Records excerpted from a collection
════
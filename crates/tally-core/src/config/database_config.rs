//! Database location and connection settings.

use std::path::PathBuf;

use serde::{Deserialize, Serialize};

/// Configuration for the SQLite store.
#[derive(Debug, Clone, Serialize, Deserialize, Default)]
#[serde(default)]
pub struct DatabaseConfig {
    /// Database file path. Default: `tally.db` next to the project config.
    pub path: Option<String>,
    /// SQLite busy timeout in milliseconds. Default: 5000.
    pub busy_timeout_ms: Option<u64>,
    /// Use WAL journaling. Default: true.
    pub wal: Option<bool>,
}

impl DatabaseConfig {
    pub const DEFAULT_PATH: &'static str = "tally.db";

    /// Returns the effective database path.
    pub fn effective_path(&self) -> PathBuf {
        PathBuf::from(self.path.as_deref().unwrap_or(Self::DEFAULT_PATH))
    }

    /// Returns the effective busy timeout, defaulting to 5000ms.
    pub fn effective_busy_timeout_ms(&self) -> u64 {
        self.busy_timeout_ms.unwrap_or(5000)
    }

    pub fn effective_wal(&self) -> bool {
        self.wal.unwrap_or(true)
    }
}
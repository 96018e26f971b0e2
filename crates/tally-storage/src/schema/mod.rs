//! Declarative schema model: what the database should look like.

pub mod column;
pub mod ddl;
pub mod table;
pub mod version;

pub use column::{ColumnSpec, ColumnType, DefaultValue};
pub use table::{BackfillSpec, FkAction, ForeignKey, IndexSpec, TableSpec};
pub use version::SchemaVersion;
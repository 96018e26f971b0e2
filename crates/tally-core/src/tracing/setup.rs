//! Tracing initialization and configuration.

use std::sync::Once;

use tracing_subscriber::{fmt, prelude::*, EnvFilter};

static INIT: Once = Once::new();

/// Initialize the Tally logging system.
///
/// Reads the `TALLY_LOG` environment variable for per-target log levels,
/// e.g. `TALLY_LOG=tally_storage=debug,tally_core=warn`.
///
/// Falls back to `tally_storage=info,tally_core=info` if `TALLY_LOG` is not
/// set or is invalid. Safe to call more than once.
pub fn init_tracing() {
    INIT.call_once(|| {
        let filter = EnvFilter::try_from_env("TALLY_LOG")
            .unwrap_or_else(|_| EnvFilter::new("tally_storage=info,tally_core=info"));

        // A host that already installed a subscriber keeps it.
        let _ = tracing_subscriber::registry()
            .with(fmt::layer().with_target(true).with_line_number(true))
            .with(filter)
            .try_init();
    });
}
//! Storage-layer errors for SQLite operations.

use super::error_code::{self, TallyErrorCode};
use super::SchemaError;

/// Errors raised while opening, configuring or reconciling the store.
///
/// Individual reconciliation steps never produce these; they are recorded
/// as step outcomes. `ReconcileFailed` is the host-side escalation of those
/// outcomes.
#[derive(Debug, thiserror::Error)]
pub enum StorageError {
    #[error("SQLite error: {message}")]
    SqliteError { message: String },

    #[error("database busy: {message}")]
    DbBusy { message: String },

    #[error("invalid schema: {0}")]
    Schema(#[from] SchemaError),

    #[error("schema reconciliation failed for {tables:?}: {failures} failed step(s)")]
    ReconcileFailed { tables: Vec<String>, failures: usize },
}

impl TallyErrorCode for StorageError {
    fn error_code(&self) -> &'static str {
        match self {
            Self::SqliteError { .. } => error_code::STORAGE_ERROR,
            Self::DbBusy { .. } => error_code::DB_BUSY,
            Self::Schema(e) => e.error_code(),
            Self::ReconcileFailed { .. } => error_code::RECONCILE_FAILED,
        }
    }
}
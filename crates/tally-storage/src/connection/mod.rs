//! Connection management: one owned connection, reconciled at open.

pub mod pragmas;

use std::path::{Path, PathBuf};
use std::sync::Mutex;

use rusqlite::{Connection, ErrorCode};
use tally_core::config::ReconcileConfig;
use tally_core::errors::StorageError;
use tally_core::TallyConfig;

use self::pragmas::apply_pragmas;
use crate::catalog;
use crate::reconcile::{self, ReconcileOptions, ReconcileResult};
use crate::schema::SchemaVersion;

pub(crate) fn to_storage_err(e: rusqlite::Error) -> StorageError {
    match e.sqlite_error_code() {
        Some(ErrorCode::DatabaseBusy) | Some(ErrorCode::DatabaseLocked) => StorageError::DbBusy {
            message: e.to_string(),
        },
        _ => StorageError::SqliteError {
            message: e.to_string(),
        },
    }
}

impl From<&ReconcileConfig> for ReconcileOptions {
    fn from(config: &ReconcileConfig) -> Self {
        Self {
            run_backfills: config.effective_run_backfills(),
            stamp_user_version: config.effective_stamp_user_version(),
        }
    }
}

/// Decide whether a reconcile result should stop the application starting.
///
/// Fatal when a failure touched a required table, or any failure when
/// `fail_on_error` is set.
pub fn check_startup(result: &ReconcileResult, config: &ReconcileConfig) -> Result<(), StorageError> {
    let failed = result.failed_tables();
    if failed.is_empty() {
        return Ok(());
    }
    let required = config.effective_required_tables();
    let fatal: Vec<String> = if config.effective_fail_on_error() {
        failed
    } else {
        failed
            .into_iter()
            .filter(|t| required.iter().any(|r| r.eq_ignore_ascii_case(t)))
            .collect()
    };
    if fatal.is_empty() {
        tracing::warn!(failures = result.failures().count(), "schema reconciled with non-fatal failures");
        return Ok(());
    }
    Err(StorageError::ReconcileFailed {
        tables: fatal,
        failures: result.failures().count(),
    })
}

/// Owns the store connection for the lifetime of the application.
pub struct DatabaseManager {
    conn: Mutex<Connection>,
    path: Option<PathBuf>,
    config: TallyConfig,
    startup: ReconcileResult,
}

impl DatabaseManager {
    /// Open the configured database file, apply pragmas, reconcile the POS schema.
    pub fn open(config: &TallyConfig) -> Result<Self, StorageError> {
        let path = config.database.effective_path();
        if let Some(parent) = path.parent().filter(|p| !p.as_os_str().is_empty()) {
            std::fs::create_dir_all(parent).map_err(|e| StorageError::SqliteError {
                message: format!("create {}: {e}", parent.display()),
            })?;
        }
        let conn = Connection::open(&path).map_err(to_storage_err)?;
        Self::start(conn, Some(path), config)
    }

    /// Open an in-memory database (for testing).
    pub fn open_in_memory(config: &TallyConfig) -> Result<Self, StorageError> {
        let conn = Connection::open_in_memory().map_err(to_storage_err)?;
        Self::start(conn, None, config)
    }

    fn start(conn: Connection, path: Option<PathBuf>, config: &TallyConfig) -> Result<Self, StorageError> {
        apply_pragmas(&conn, &config.database)?;

        let schema = catalog::pos_schema()?;
        let options = ReconcileOptions::from(&config.reconcile);
        let startup = reconcile::reconcile_with(&conn, &schema, &options);
        check_startup(&startup, &config.reconcile)?;
        tracing::info!(
            path = %path.as_deref().map(|p| p.display().to_string()).unwrap_or_else(|| ":memory:".to_string()),
            version = schema.version(),
            "store ready"
        );

        Ok(Self {
            conn: Mutex::new(conn),
            path,
            config: config.clone(),
            startup,
        })
    }

    /// Run a closure against the owned connection.
    pub fn with_conn<F, T>(&self, f: F) -> Result<T, StorageError>
    where
        F: FnOnce(&Connection) -> Result<T, StorageError>,
    {
        let guard = self.conn.lock().map_err(|_| StorageError::SqliteError {
            message: "connection lock poisoned".to_string(),
        })?;
        f(&guard)
    }

    /// Reconcile an additional schema (e.g. an app extension) on the owned connection.
    pub fn reconcile(&self, schema: &SchemaVersion) -> Result<ReconcileResult, StorageError> {
        let options = ReconcileOptions::from(&self.config.reconcile);
        self.with_conn(|conn| Ok(reconcile::reconcile_with(conn, schema, &options)))
    }

    /// Result of the reconcile run performed at open.
    pub fn startup_report(&self) -> &ReconcileResult {
        &self.startup
    }

    /// Database file path (None for in-memory).
    pub fn path(&self) -> Option<&Path> {
        self.path.as_deref()
    }
}
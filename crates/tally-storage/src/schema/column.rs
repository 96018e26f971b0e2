//! Column declarations: type, nullability, default.

use std::fmt;

use serde::{Deserialize, Serialize};

/// Declared storage type of a column.
#[derive(Debug, Clone, Copy, PartialEq, Eq, Hash, Serialize, Deserialize)]
#[serde(rename_all = "lowercase")]
pub enum ColumnType {
    Text,
    Integer,
    Real,
    Boolean,
    Timestamp,
}

impl ColumnType {
    /// The type name written into DDL and reported back by `PRAGMA table_info`.
    pub fn sql_name(self) -> &'static str {
        match self {
            Self::Text => "TEXT",
            Self::Integer => "INTEGER",
            Self::Real => "REAL",
            Self::Boolean => "BOOLEAN",
            Self::Timestamp => "TIMESTAMP",
        }
    }
}

impl fmt::Display for ColumnType {
    fn fmt(&self, f: &mut fmt::Formatter<'_>) -> fmt::Result {
        f.write_str(self.sql_name())
    }
}

/// Default value of a column, or the sentinel of a backfill.
///
/// In TOML a default is written as a plain value (`0`, `18.0`, `"walk-in"`,
/// `true`); the strings `"current_timestamp"` and `"null"` are keywords.
#[derive(Debug, Clone, PartialEq, Serialize, Deserialize)]
#[serde(from = "RawDefault", into = "RawDefault")]
pub enum DefaultValue {
    Null,
    Integer(i64),
    Real(f64),
    Text(String),
    Bool(bool),
    CurrentTimestamp,
}

impl DefaultValue {
    /// Render as an SQL literal.
    pub fn to_sql(&self) -> String {
        match self {
            Self::Null => "NULL".to_string(),
            Self::Integer(v) => v.to_string(),
            Self::Real(v) => format!("{v:?}"),
            Self::Text(s) => format!("'{}'", s.replace('\'', "''")),
            Self::Bool(b) => if *b { "1" } else { "0" }.to_string(),
            Self::CurrentTimestamp => "CURRENT_TIMESTAMP".to_string(),
        }
    }

    /// SQLite only accepts constant defaults in `ALTER TABLE ... ADD COLUMN`.
    pub fn is_constant(&self) -> bool {
        !matches!(self, Self::CurrentTimestamp)
    }

    pub(crate) fn is_finite(&self) -> bool {
        match self {
            Self::Real(v) => v.is_finite(),
            _ => true,
        }
    }
}

#[derive(Debug, Clone, Serialize, Deserialize)]
#[serde(untagged)]
enum RawDefault {
    Bool(bool),
    Integer(i64),
    Real(f64),
    Text(String),
}

impl From<RawDefault> for DefaultValue {
    fn from(raw: RawDefault) -> Self {
        match raw {
            RawDefault::Bool(b) => Self::Bool(b),
            RawDefault::Integer(v) => Self::Integer(v),
            RawDefault::Real(v) => Self::Real(v),
            RawDefault::Text(s) if s.eq_ignore_ascii_case("current_timestamp") => {
                Self::CurrentTimestamp
            }
            RawDefault::Text(s) if s.eq_ignore_ascii_case("null") => Self::Null,
            RawDefault::Text(s) => Self::Text(s),
        }
    }
}

impl From<DefaultValue> for RawDefault {
    fn from(value: DefaultValue) -> Self {
        match value {
            DefaultValue::Null => Self::Text("null".to_string()),
            DefaultValue::Integer(v) => Self::Integer(v),
            DefaultValue::Real(v) => Self::Real(v),
            DefaultValue::Text(s) => Self::Text(s),
            DefaultValue::Bool(b) => Self::Bool(b),
            DefaultValue::CurrentTimestamp => Self::Text("current_timestamp".to_string()),
        }
    }
}

/// One desired column.
#[derive(Debug, Clone, PartialEq, Serialize, Deserialize)]
pub struct ColumnSpec {
    pub name: String,
    #[serde(rename = "type")]
    pub ty: ColumnType,
    #[serde(default = "default_nullable")]
    pub nullable: bool,
    #[serde(default, skip_serializing_if = "Option::is_none")]
    pub default: Option<DefaultValue>,
    #[serde(default, skip_serializing_if = "std::ops::Not::not")]
    pub primary_key: bool,
}

fn default_nullable() -> bool {
    true
}

impl ColumnSpec {
    pub fn new(name: impl Into<String>, ty: ColumnType) -> Self {
        Self {
            name: name.into(),
            ty,
            nullable: true,
            default: None,
            primary_key: false,
        }
    }

    pub fn text(name: impl Into<String>) -> Self {
        Self::new(name, ColumnType::Text)
    }

    pub fn integer(name: impl Into<String>) -> Self {
        Self::new(name, ColumnType::Integer)
    }

    pub fn real(name: impl Into<String>) -> Self {
        Self::new(name, ColumnType::Real)
    }

    pub fn boolean(name: impl Into<String>) -> Self {
        Self::new(name, ColumnType::Boolean)
    }

    pub fn timestamp(name: impl Into<String>) -> Self {
        Self::new(name, ColumnType::Timestamp)
    }

    pub fn not_null(mut self) -> Self {
        self.nullable = false;
        self
    }

    pub fn default(mut self, value: DefaultValue) -> Self {
        self.default = Some(value);
        self
    }

    pub fn primary_key(mut self) -> Self {
        self.primary_key = true;
        self.nullable = false;
        self
    }

    /// Case-insensitive name comparison, matching SQLite identifier rules.
    pub fn is_named(&self, name: &str) -> bool {
        self.name.eq_ignore_ascii_case(name)
    }
}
════
• [TASK BRIEF]
Going down from the first line of the entries above, restate each line word for word until the line holding "pub struct DatabaseConfig" is done.

• [SOLUTION FOR THIS PROBLEM]
filename crates/tally-core/src/config/database_config.rs
//! Database location and connection settings.

use std::path::PathBuf;

use serde::{Deserialize, Serialize};

/// Configuration for the SQLite store.
#[derive(Debug, Clone, Serialize, Deserialize, Default)]
#[serde(default)]
pub struct DatabaseConfig {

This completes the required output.